======== Entries supplied ========

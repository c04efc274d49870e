//! Hierarchical scene graph with lazily cached world transforms
//!
//! Nodes live in a slot-map arena and reference each other by key; a hash map
//! from [`EntityHandle`] to node key gives O(1) lookup by entity identity. The
//! arena and the lookup table always hold exactly the same set of entities.
//!
//! World transforms are memoized per node and recomputed on demand:
//!
//! ```text
//! world(root)   = local(root)
//! world(entity) = without_scale(world(parent)) * local(entity)
//! ```
//!
//! Scale never propagates down the hierarchy; only translation and rotation
//! do. Changing an entity's local transform must be followed by
//! [`SceneGraph::notify_transform_changed`], which clears the cached values of
//! the entity and its whole subtree. They are recomputed the next time they
//! are read.
//!
//! A cached node always has cached ancestors: lazy resolution caches the whole
//! chain it walks, and invalidation clears whole subtrees.

use std::collections::HashMap;

use serde::{Deserialize, Serialize};
use slotmap::SlotMap;
use thiserror::Error;

use crate::config::Config;
use crate::foundation::math::{self, Mat4};
use super::entity::EntityHandle;
use super::node::{NodeKey, SceneNode};
use super::picking::{PickHit, Ray};

/// Scene graph errors
#[derive(Error, Debug, Clone, PartialEq, Eq)]
pub enum SceneGraphError {
    /// The entity has no node in this graph
    #[error("Entity not found in scene graph: {0}")]
    NotFound(String),

    /// The entity already has a node in this graph
    #[error("Entity already in scene graph: {0}")]
    AlreadyInGraph(String),

    /// The root is fixed for the lifetime of the graph
    #[error("The root entity cannot be removed from the scene graph")]
    RootRemoval,

    /// The root is fixed for the lifetime of the graph
    #[error("The root entity cannot be reparented")]
    RootReparent,

    /// The requested parent lies inside the entity's own subtree
    #[error("Reparenting {0} under its own subtree would create a cycle")]
    CycleDetected(String),
}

========

§ Problem statement: Please transcribe exactly the lines above from the line that has "caches the whole" up to and including the line that has "use crate::config::Config;"; no other line belongs in the answer.

§ Exercise output:
//! A cached node always has cached ancestors: lazy resolution caches the whole
//! chain it walks, and invalidation clears whole subtrees.

use std::collections::HashMap;

use serde::{Deserialize, Serialize};
use slotmap::SlotMap;
use thiserror::Error;

use crate::config::Config;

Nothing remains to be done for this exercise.